New here, I'll start of by introducing myself. My name is Nick, whatsup? pleased to meet you all. I fell into a situation that has acquired me this 1958 partagas cuban cigar. Just gonna post some pics, and lemme know what you guys think! Sorry if the pictures are too big or need cropped, I am new here and haven't figured it all out yet!


----------



## Rondo (Sep 9, 2015)

Sup, Nick.
Welcome to Puff.
That's a beauty of a stick.


----------



## aboo (Feb 7, 2016)

Rondo said:


> Sup, Nick.
> 
> Welcome to Puff.
> 
> That's a beauty of a stick.


Thanks much!

Sent from my iPhone using Tapatalk


----------



## CritterBuddy (May 10, 2015)

Welcome Nick! You gonna smoke that thing or shoot pool with it? :wink2:


----------



## aboo (Feb 7, 2016)

CritterBuddy said:


> Welcome Nick! You gonna smoke that thing or shoot pool with it? :wink2:


Wanted to smoke it til I got offered a couple hundred bucks for it. Dunno what I'm gonna do with it! I'd like to know what it's worth.

Sent from my iPhone using Tapatalk


----------



## bpegler (Mar 30, 2006)

aboo said:


> Wanted to smoke it til I got offered a couple hundred bucks for it. Dunno what I'm gonna do with it! I'd like to know what it's worth.
> 
> Sent from my iPhone using Tapatalk


Hard to know the value without knowing the provenance and how it has been stored. If you're serious, you might contact Ajay at the LCdH in Teddington.
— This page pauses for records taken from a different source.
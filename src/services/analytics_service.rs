use chrono::{DateTime, Duration, Utc};
use serde::Serialize;
use std::collections::BTreeMap;

use crate::error::Result;
use crate::models::candidate::{Candidate, CandidateFilter, CandidateStatus};
use crate::models::history::{FinalStatus, HistoryFilter, HistoryRecord};
use crate::models::job::JobFilter;
use crate::models::stage::PipelineStage;
use crate::services::candidate_service::project_stages;
use crate::store::SharedStore;
use crate::utils::time::now;

const RECENT_WINDOW_DAYS: i64 = 7;

#[derive(Debug, Clone, Serialize)]
pub struct StageCount {
    pub stage: PipelineStage,
    pub label: &'static str,
    pub count: usize,
}

#[derive(Debug, Clone, Serialize)]
pub struct DashboardStats {
    pub total_candidates: usize,
    pub by_status: BTreeMap<&'static str, usize>,
    pub by_stage: Vec<StageCount>,
    pub talent_pool: usize,
    pub history_by_outcome: BTreeMap<&'static str, usize>,
    pub applications_last_7_days: usize,
    pub active_jobs: i64,
}

/// Dashboard figures from a snapshot of the store. Every status, stage and
/// outcome is present, with zero when nothing matches.
pub fn summarize(
    candidates: &[Candidate],
    history: &[HistoryRecord],
    active_jobs: i64,
    at: DateTime<Utc>,
) -> DashboardStats {
    let mut by_status: BTreeMap<&'static str, usize> =
        CandidateStatus::ALL.iter().map(|s| (s.as_str(), 0)).collect();
    let mut stage_counts = vec![0usize; PipelineStage::ALL.len()];
    for candidate in candidates {
        *by_status.entry(candidate.status.as_str()).or_default() += 1;
        stage_counts[candidate.board_stage() as usize] += 1;
    }
    let by_stage = PipelineStage::ALL
        .iter()
        .zip(stage_counts)
        .map(|(stage, count)| StageCount {
            stage: *stage,
            label: stage.label(),
            count,
        })
        .collect();

    let mut history_by_outcome: BTreeMap<&'static str, usize> =
        FinalStatus::ALL.iter().map(|s| (s.as_str(), 0)).collect();
    for record in history {
        *history_by_outcome
            .entry(record.final_status.as_str())
            .or_default() += 1;
    }

    let since = at - Duration::days(RECENT_WINDOW_DAYS);
    let applications_last_7_days = candidates.iter().filter(|c| c.created_at >= since).count()
        + history
            .iter()
            .filter(|r| r.application_date >= since)
            .count();

    DashboardStats {
        total_candidates: candidates.len(),
        by_status,
        by_stage,
        talent_pool: candidates.iter().filter(|c| c.talent_pool).count(),
        history_by_outcome,
        applications_last_7_days,
        active_jobs,
    }
}

#[derive(Clone)]
pub struct AnalyticsService {
    store: SharedStore,
}

impl AnalyticsService {
    pub fn new(store: SharedStore) -> Self {
        Self { store }
    }

    pub async fn dashboard(&self) -> Result<DashboardStats> {
        let candidates = self.store.list_candidates(&CandidateFilter::default()).await?;
        let candidates = project_stages(&self.store, candidates).await?;
        let history = self.store.list_history(&HistoryFilter::default()).await?;
        let active = JobFilter {
            active: Some(true),
            search: None,
        };
        let (_, active_jobs) = self.store.list_jobs(&active, 1, 0).await?;
        Ok(summarize(&candidates, &history, active_jobs, now()))
    }
}
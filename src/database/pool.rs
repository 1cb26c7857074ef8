use crate::error::Result;
use sqlx::{postgres::PgPoolOptions, PgPool};
use std::time::Duration;

const MAX_CONNECTIONS: u32 = 20;

pub async fn create_pool(database_url: &str) -> Result<PgPool> {
    let pool = PgPoolOptions::new()
        .max_connections(MAX_CONNECTIONS)
        .acquire_timeout(Duration::from_secs(30))
        .connect(database_url)
        .await?;
    tracing::info!(max_connections = MAX_CONNECTIONS, "database pool ready");
    Ok(pool)
}
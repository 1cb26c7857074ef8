use crate::error::{Error, Result};
use dotenvy::dotenv;
use std::env;
use std::str::FromStr;
use std::sync::OnceLock;

#[derive(Debug, Clone, Copy, PartialEq, Eq)]
pub enum StoreBackend {
    Postgres,
    Memory,
}

impl FromStr for StoreBackend {
    type Err = String;

    fn from_str(s: &str) -> std::result::Result<Self, Self::Err> {
        match s.trim().to_ascii_lowercase().as_str() {
            "postgres" | "postgresql" => Ok(StoreBackend::Postgres),
            "memory" => Ok(StoreBackend::Memory),
            other => Err(format!("unknown store backend '{}'", other)),
        }
    }
}

#[derive(Debug, Clone)]
pub struct Config {
    pub server_address: String,
    pub store_backend: StoreBackend,
    pub database_url: Option<String>,
    pub jwt_secret: String,
    pub jwt_ttl_hours: i64,
    pub api_rps: u32,
    pub public_rps: u32,
    pub uploads_dir: String,
    pub admin_email: Option<String>,
    pub admin_password: Option<String>,
    pub admin_name: String,
    pub json_logs: bool,
}

pub static CONFIG: OnceLock<Config> = OnceLock::new();

impl Config {
    pub fn from_env() -> Result<Self> {
        dotenv().ok();

        let store_backend = get_env_or("STORE_BACKEND", StoreBackend::Postgres)?;
        let database_url = env::var("DATABASE_URL").ok();
        if store_backend == StoreBackend::Postgres && database_url.is_none() {
            return Err(Error::Config(
                "Missing environment variable: DATABASE_URL".to_string(),
            ));
        }

        Ok(Self {
            server_address: get_env("SERVER_ADDRESS")?,
            store_backend,
            database_url,
            jwt_secret: get_env("JWT_SECRET")?,
            jwt_ttl_hours: get_env_or("JWT_TTL_HOURS", 12)?,
            api_rps: get_env_or("API_RPS", 50)?,
            public_rps: get_env_or("PUBLIC_RPS", 5)?,
            uploads_dir: env::var("UPLOADS_DIR").unwrap_or_else(|_| "./uploads".to_string()),
            admin_email: env::var("ADMIN_EMAIL").ok(),
            admin_password: env::var("ADMIN_PASSWORD").ok(),
            admin_name: env::var("ADMIN_NAME").unwrap_or_else(|_| "Administrador".to_string()),
            json_logs: env::var("LOG_FORMAT")
                .map(|v| v.eq_ignore_ascii_case("json"))
                .unwrap_or(false),
        })
    }

    /// In-memory configuration used by tests and local demos.
    pub fn for_memory(jwt_secret: &str, uploads_dir: &str) -> Self {
        Self {
            server_address: "127.0.0.1:0".to_string(),
            store_backend: StoreBackend::Memory,
            database_url: None,
            jwt_secret: jwt_secret.to_string(),
            jwt_ttl_hours: 12,
            api_rps: 1000,
            public_rps: 1000,
            uploads_dir: uploads_dir.to_string(),
            admin_email: None,
            admin_password: None,
            admin_name: "Administrador".to_string(),
            json_logs: false,
        }
    }
}

fn get_env(name: &str) -> Result<String> {
    env::var(name).map_err(|_| Error::Config(format!("Missing environment variable: {}", name)))
}

fn get_env_or<T>(name: &str, default: T) -> Result<T>
where
    T: FromStr,
    T::Err: std::fmt::Display,
{
    match env::var(name) {
        Ok(raw) => raw
            .parse()
            .map_err(|e| Error::Config(format!("Invalid value for {}: {}", name, e))),
        Err(_) => Ok(default),
    }
}

pub fn init_config() -> Result<&'static Config> {
    let config = Config::from_env()?;
    CONFIG
        .set(config)
        .map_err(|_| Error::Config("Configuration has already been initialized".to_string()))?;
    CONFIG
        .get()
        .ok_or_else(|| Error::Config("Configuration has not been initialized".to_string()))
}

#[cfg(test)]
mod tests {
    use super::*;

    #[test]
    fn store_backend_parses_case_insensitively() {
        assert_eq!("Memory".parse::<StoreBackend>().unwrap(), StoreBackend::Memory);
        assert_eq!("postgresql".parse::<StoreBackend>().unwrap(), StoreBackend::Postgres);
        assert!("sqlite".parse::<StoreBackend>().is_err());
    }
}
He would be able to give you an idea of what it's worth.


----------



## aboo (Feb 7, 2016)

bpegler said:


> Hard to know the value without knowing the provenance and how it has been stored. If you're serious, you might contact Ajay at the LCdH in Teddington.
> 
> He would be able to give you an idea of what it's worth.
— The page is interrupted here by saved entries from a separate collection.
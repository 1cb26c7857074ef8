use uuid::Uuid;

use crate::dto::job_dto::{CreateJobPayload, JobListQuery, UpdateJobPayload};
use crate::error::{Error, Result};
use crate::models::job::{Job, JobChanges, JobFilter, NewJob};
use crate::services::change_feed::{ChangeAction, ChangeFeed};
use crate::store::SharedStore;
use crate::utils::text::split_lines;

const TABLE: &str = "jobs";

#[derive(Clone)]
pub struct JobService {
    store: SharedStore,
    feed: ChangeFeed,
}

pub struct JobList {
    pub items: Vec<Job>,
    pub total: i64,
    pub page: i64,
    pub per_page: i64,
    pub total_pages: i64,
}

impl JobService {
    pub fn new(store: SharedStore, feed: ChangeFeed) -> Self {
        Self { store, feed }
    }

    pub async fn create(&self, payload: CreateJobPayload) -> Result<Job> {
        let job = self
            .store
            .insert_job(NewJob {
                title: payload.title.trim().to_string(),
                description: payload.description,
                responsibilities: lines(payload.responsibilities),
                benefits: lines(payload.benefits),
                requirements: lines(payload.requirements),
                location: payload.location,
                active: payload.active.unwrap_or(true),
            })
            .await?;
        tracing::info!(job_id = %job.id, "job created");
        self.feed.publish(TABLE, ChangeAction::Insert, job.id);
        Ok(job)
    }

    pub async fn update(&self, id: Uuid, payload: UpdateJobPayload) -> Result<Job> {
        let changes = JobChanges {
            title: payload.title.map(|t| t.trim().to_string()),
            description: payload.description,
            responsibilities: payload.responsibilities.as_deref().map(split_lines),
            benefits: payload.benefits.as_deref().map(split_lines),
            requirements: payload.requirements.as_deref().map(split_lines),
            location: payload.location,
            active: payload.active,
        };
        self.apply(id, &changes).await
    }

    pub async fn set_active(&self, id: Uuid, active: bool) -> Result<Job> {
        let changes = JobChanges {
            active: Some(active),
            ..Default::default()
        };
        self.apply(id, &changes).await
    }

    pub async fn get(&self, id: Uuid) -> Result<Job> {
        self.store.get_job(id).await?.ok_or_else(job_not_found)
    }

    pub async fn list(&self, query: JobListQuery) -> Result<JobList> {
        let page = query.page.unwrap_or(1).max(1);
        let per_page = query.per_page.unwrap_or(20).clamp(1, 100);
        let offset = (page - 1) * per_page;
        let filter = JobFilter {
            active: query.active,
            search: query.search.filter(|s| !s.trim().is_empty()),
        };

        let (items, total) = self.store.list_jobs(&filter, per_page, offset).await?;
        let total_pages = ((total as f64) / (per_page as f64)).ceil() as i64;

        Ok(JobList {
            items,
            total,
            page,
            per_page,
            total_pages,
        })
    }

    /// Open positions for the public careers page.
    pub async fn list_active(&self, limit: i64) -> Result<Vec<Job>> {
        let limit = if limit <= 0 { 20 } else { limit.min(100) };
        let filter = JobFilter {
            active: Some(true),
            search: None,
        };
        let (items, _) = self.store.list_jobs(&filter, limit, 0).await?;
        Ok(items)
    }

    pub async fn delete(&self, id: Uuid) -> Result<()> {
        if !self.store.delete_job(id).await? {
            return Err(job_not_found());
        }
        self.feed.publish(TABLE, ChangeAction::Delete, id);
        Ok(())
    }

    async fn apply(&self, id: Uuid, changes: &JobChanges) -> Result<Job> {
        let job = self
            .store
            .update_job(id, changes)
            .await?
            .ok_or_else(job_not_found)?;
        self.feed.publish(TABLE, ChangeAction::Update, id);
        Ok(job)
    }
}

fn lines(text: Option<String>) -> Vec<String> {
    text.as_deref().map(split_lines).unwrap_or_default()
}

fn job_not_found() -> Error {
    Error::NotFound("Job not found".to_string())
}

#[cfg(test)]
mod tests {
    use super::*;
    use crate::store::MemoryStore;
    use std::sync::Arc;

    fn service() -> JobService {
        JobService::new(Arc::new(MemoryStore::new()), ChangeFeed::new(8))
    }

    fn payload(title: &str) -> CreateJobPayload {
        CreateJobPayload {
            title: title.to_string(),
            description: None,
            responsibilities: Some("- Atender clientes\n\n- Emitir notas\n".to_string()),
            benefits: None,
            requirements: Some("Ensino médio".to_string()),
            location: Some("São Paulo".to_string()),
            active: None,
        }
    }

    #[tokio::test]
    async fn free_text_lists_are_split() {
        let svc = service();
        let job = svc.create(payload("Assistente")).await.unwrap();
        assert_eq!(job.responsibilities, vec!["Atender clientes", "Emitir notas"]);
        assert_eq!(job.requirements, vec!["Ensino médio"]);
        assert!(job.benefits.is_empty());
        assert!(job.active);
    }

    #[tokio::test]
    async fn inactive_jobs_leave_the_public_list() {
        let svc = service();
        let a = svc.create(payload("A")).await.unwrap();
        svc.create(payload("B")).await.unwrap();
        svc.set_active(a.id, false).await.unwrap();
        let open = svc.list_active(10).await.unwrap();
        assert_eq!(open.len(), 1);
        assert_eq!(open[0].title, "B");
    }

    #[tokio::test]
    async fn paging_reports_total_pages() {
        let svc = service();
        for i in 0..5 {
            svc.create(payload(&format!("Vaga {}", i))).await.unwrap();
        }
        let list = svc
            .list(JobListQuery {
                page: Some(2),
                per_page: Some(2),
                ..Default::default()
            })
            .await
            .unwrap();
        assert_eq!(list.items.len(), 2);
        assert_eq!(list.total, 5);
        assert_eq!(list.total_pages, 3);
    }

    #[tokio::test]
    async fn deleting_a_missing_job_is_not_found() {
        let svc = service();
        assert!(matches!(svc.delete(Uuid::new_v4()).await, Err(Error::NotFound(_))));
    }
}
Right on, how would I go about contacting ajay? Thanks for the advice.

Sent from my iPhone using Tapatalk


----------



## TheSoldier (Jan 12, 2016)

Welcome! 

That's a very nice stick for sure! I didn't know they made them that big, what a cool wall hanger that would be (if it was dried out of course!).

I personally wouldn't smoke it(being a collector of unique items such as this), it would be too unique to just burn up, but that's just me, it's one hell of a conversation piece and now I want one!


----------



## bpegler (Mar 30, 2006)

aboo said:


> Right on, how would I go about contacting ajay? Thanks for the advice.
> 
> Sent from my iPhone using Tapatalk


[email protected]

One of the top experts on rare Havanas.

And, a real gentleman.

Best of luck.


----------



## aboo (Feb 7, 2016)

TheSoldier said:


> Welcome!
> 
> That's a very nice stick for sure! I didn't know they made them that big, what a cool wall hanger that would be (if it was dried out of course!).
> 
> I personally wouldn't smoke it(being a collector of unique items such as this), it would be too unique to just burn up, but that's just me, it's one hell of a conversation piece and now I want one!


It's not dried out, quite smoke able still to be honest! And thanks! I don't collect so I will be looking to unload it!

Sent from my iPhone using Tapatalk


----------



## aboo (Feb 7, 2016)

bpegler said:


> [email protected]
> 
> One of the top experts on rare Havanas.
> 
> ...


Just emailed him. Very much appreciated!

Sent from my iPhone using Tapatalk


----------



## OmarHaltam (Dec 14, 2016)

i would definitely save it. Unless someone trades you with a box of Davidoffs or opus X


----------